Biopharmaceutical drugs, often called biologics, are a class of treatments derived from living organisms. Their production involves using host cells to generate specific therapeutic proteins. Host cell proteins (HCPs) are proteins produced by these host cells during the manufacturing process. While host cells create the desired therapeutic protein, they also produce their own native proteins to support normal life functions. These HCPs are not part of the intended drug but are unavoidable byproducts that become mixed with the therapeutic product. Consequently, manufacturers must remove these residual proteins to ensure the quality, purity, and safety of the final medicine.
The Origin of Host Cell Proteins
The creation of biologic drugs relies on biomanufacturing, where living cells act as microscopic factories. Scientists genetically engineer specific cells, such as Chinese Hamster Ovary (CHO) cells or the bacterium Escherichia coli (E. coli), to produce a particular therapeutic protein. These cells are selected for their ability to grow rapidly and produce large quantities of complex proteins that can function as medicines.
To survive and function, these host cells must also produce a wide array of their own proteins for everything from energy metabolism to cellular repair. When the time comes to harvest the biologic drug, the host cells are often broken open in a process called cell lysis to release the therapeutic protein contained within. This action unavoidably spills the cell’s internal contents, including its functional proteins, into the mixture. The resulting solution is a complex blend of the desired drug and thousands of different host cell proteins, which are now considered impurities.
Risks Associated with HCP Contamination
The presence of residual host cell proteins in a biologic drug poses potential risks to patients, with the main concern being immunogenicity. This is the potential for a patient’s immune system to recognize these non-human proteins as invaders, triggering an immune response. This reaction can manifest in several ways, from mild injection-site reactions to more significant clinical consequences.
An immune response against HCPs can compromise the effectiveness of the drug. If the body develops antibodies against these impurities, it may lead to faster clearance of the drug from the bloodstream, reducing its therapeutic effect.
Beyond immunogenicity, HCPs can also affect the drug’s stability. Certain proteins, such as proteases or glycosidases, can degrade the therapeutic protein over time, shortening its shelf life or altering its structure. This degradation can impact the drug’s biological activity, so regulatory agencies require manufacturers to reduce HCP levels to the lowest practical amounts.

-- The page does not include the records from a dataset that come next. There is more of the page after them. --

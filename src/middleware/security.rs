// SPDX-License-Identifier: MIT
// Copyright 2026 Roland Dreier <roland@rolandd.dev>

//! Security headers middleware.

use axum::{
    extract::Request,
    http::{header, HeaderName, HeaderValue},
    middleware::Next,
    response::Response,
};

/// Headers set on every response. Responses only carry JSON or event
/// streams, so nothing may be framed, sniffed or loaded.
const SECURITY_HEADERS: [(&str, &str); 5] = [
    ("x-content-type-options", "nosniff"),
    ("x-frame-options", "DENY"),
    ("strict-transport-security", "max-age=31536000; includeSubDomains"),
    (
        "content-security-policy",
        "default-src 'none'; frame-ancestors 'none'",
    ),
    ("referrer-policy", "no-referrer"),
];

/// Add security headers to all responses.
///
/// Per-user data must not be cached by intermediaries; handlers that set
/// their own `Cache-Control` (event streams) keep it.
pub async fn add_security_headers(req: Request, next: Next) -> Response {
    let mut response = next.run(req).await;
    let headers = response.headers_mut();

    for (name, value) in SECURITY_HEADERS {
        headers.insert(
            HeaderName::from_static(name),
            HeaderValue::from_static(value),
        );
    }
    headers
        .entry(header::CACHE_CONTROL)
        .or_insert(HeaderValue::from_static("no-store"));

    response
}
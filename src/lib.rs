// SPDX-License-Identifier: MIT
// Copyright 2026 Roland Dreier <roland@kernel.org>

//! Packwalk: the application layer behind the dog-walker web views.
//!
//! This crate serves the views' JSON and event-stream endpoints: check-ins,
//! friends, live feeds, nearby search and walk tracking, backed by a hosted
//! backend that owns all durable state.

pub mod config;
pub mod db;
pub mod error;
pub mod middleware;
pub mod models;
pub mod routes;
pub mod services;
pub mod time_utils;

use config::{BackendMode, Config};
use db::BackendDb;
use services::{
    ActivityService, ChangeHub, CheckInService, FriendService, LocalStore, ProfileService,
    SessionRegistry,
};
use std::sync::Arc;

/// Shared application state.
pub struct AppState {
    pub config: Config,
    pub db: BackendDb,
    /// Backend row changes, fed by the webhook (or the in-memory store)
    pub changes: ChangeHub,
    pub sessions: SessionRegistry,
    pub check_ins: CheckInService,
    pub profiles: ProfileService,
    pub friends: FriendService,
    pub activities: ActivityService,
}

impl AppState {
    /// Wire up the services for `config`.
    pub fn new(config: Config) -> Self {
        let changes = ChangeHub::new();
        let db = match config.backend_mode {
            BackendMode::Remote => BackendDb::remote(&config.backend_url, &config.backend_anon_key),
            BackendMode::Memory => BackendDb::memory(changes.clone()),
        };
        let local_store = Arc::new(LocalStore::dir(&config.local_cache_dir));

        Self::with_parts(config, db, changes, local_store)
    }

    /// Wire up the services around an existing backend and local store.
    pub fn with_parts(
        config: Config,
        db: BackendDb,
        changes: ChangeHub,
        local_store: Arc<LocalStore>,
    ) -> Self {
        Self {
            check_ins: CheckInService::new(db.clone(), local_store),
            profiles: ProfileService::new(db.clone()),
            friends: FriendService::new(db.clone()),
            activities: ActivityService::new(db.clone()),
            sessions: SessionRegistry::new(),
            config,
            db,
            changes,
        }
    }
}
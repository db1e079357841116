// SPDX-License-Identifier: MIT
// Copyright 2026 Roland Dreier <roland@kernel.org>

//! Profile model for storage and API.

use serde::{Deserialize, Serialize};
#[cfg(feature = "binding-generation")]
use ts_rs::TS;
use validator::Validate;

/// Profile row in the `profiles` collection (id = auth user id).
#[derive(Debug, Clone, Serialize, Deserialize, PartialEq)]
#[cfg_attr(feature = "binding-generation", derive(TS))]
#[cfg_attr(
    feature = "binding-generation",
    ts(export, export_to = "web/src/lib/generated/")
)]
pub struct Profile {
    pub id: String,
    pub username: String,
    #[serde(default)]
    pub full_name: String,
    #[serde(default)]
    pub dog_name: String,
    #[serde(default)]
    pub avatar_url: Option<String>,
}

/// Fields copied onto feed records when a profile is resolved.
#[derive(Debug, Clone, Serialize, Deserialize, PartialEq, Default)]
#[cfg_attr(feature = "binding-generation", derive(TS))]
#[cfg_attr(
    feature = "binding-generation",
    ts(export, export_to = "web/src/lib/generated/")
)]
pub struct ProfileSummary {
    #[serde(default)]
    pub username: String,
    #[serde(default)]
    pub full_name: String,
    #[serde(default)]
    pub dog_name: String,
    #[serde(default)]
    pub avatar_url: Option<String>,
}

impl From<Profile> for ProfileSummary {
    fn from(profile: Profile) -> Self {
        Self {
            username: profile.username,
            full_name: profile.full_name,
            dog_name: profile.dog_name,
            avatar_url: profile.avatar_url,
        }
    }
}

impl ProfileSummary {
    /// Name shown in the views: full name, else username.
    pub fn display_name(&self) -> &str {
        if self.full_name.is_empty() {
            &self.username
        } else {
            &self.full_name
        }
    }
}

/// Insert payload for a lazily created profile.
#[derive(Debug, Clone, Serialize)]
pub struct NewProfile {
    pub id: String,
    pub username: String,
    pub full_name: String,
    pub dog_name: String,
}

/// Partial profile update (owner only).
#[derive(Debug, Clone, Default, Serialize, Deserialize, Validate)]
pub struct ProfileUpdate {
    #[serde(skip_serializing_if = "Option::is_none")]
    #[validate(length(min = 1, max = 50))]
    pub username: Option<String>,
    #[serde(skip_serializing_if = "Option::is_none")]
    #[validate(length(max = 100))]
    pub full_name: Option<String>,
    #[serde(skip_serializing_if = "Option::is_none")]
    #[validate(length(max = 50))]
    pub dog_name: Option<String>,
    #[serde(skip_serializing_if = "Option::is_none")]
    #[validate(url)]
    pub avatar_url: Option<String>,
}

impl ProfileUpdate {
    pub fn is_empty(&self) -> bool {
        self.username.is_none()
            && self.full_name.is_none()
            && self.dog_name.is_none()
            && self.avatar_url.is_none()
    }
}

Detection and Quantification of HCPs
To manage risks from host cell proteins, manufacturers must use reliable methods for detecting and measuring them. This monitoring helps assess the effectiveness of purification strategies and ensure the final product meets purity standards. The goal is to quantify the total amount of HCPs present, often measured in parts per million relative to the drug protein.
The most widely used method for quantifying total HCPs is the enzyme-linked immunosorbent assay, or ELISA. This technique uses antibodies that bind to the various HCPs present in a sample, generating a detectable signal proportional to the total HCP concentration.
For a more detailed analysis, manufacturers may use mass spectrometry. This technique can identify and quantify individual HCPs by separating proteins based on their mass-to-charge ratio, creating a detailed profile of specific contaminants. This information is useful for identifying HCPs that are difficult to remove or pose a higher risk, enabling a more targeted approach to risk assessment.
Purification Processes to Remove HCPs
Removing host cell proteins is accomplished during downstream processing. This manufacturing phase involves a series of purification steps to separate the therapeutic protein from HCPs and other impurities. The central technology used is chromatography, which separates molecules based on differences in their physical and chemical properties.
A common technique is affinity chromatography, which often serves as the initial purification step. In this method, the protein mixture is passed through a column containing a resin that specifically binds to the therapeutic protein, allowing most HCPs to be discarded.
Following this capture, subsequent chromatography steps are employed to further refine the product. These methods can separate proteins based on characteristics like size (size-exclusion chromatography) or electrical charge (ion-exchange chromatography). This sequential, multi-column approach is fundamental to consistently reducing host cell protein levels to the trace amounts required for a safe biologic drug.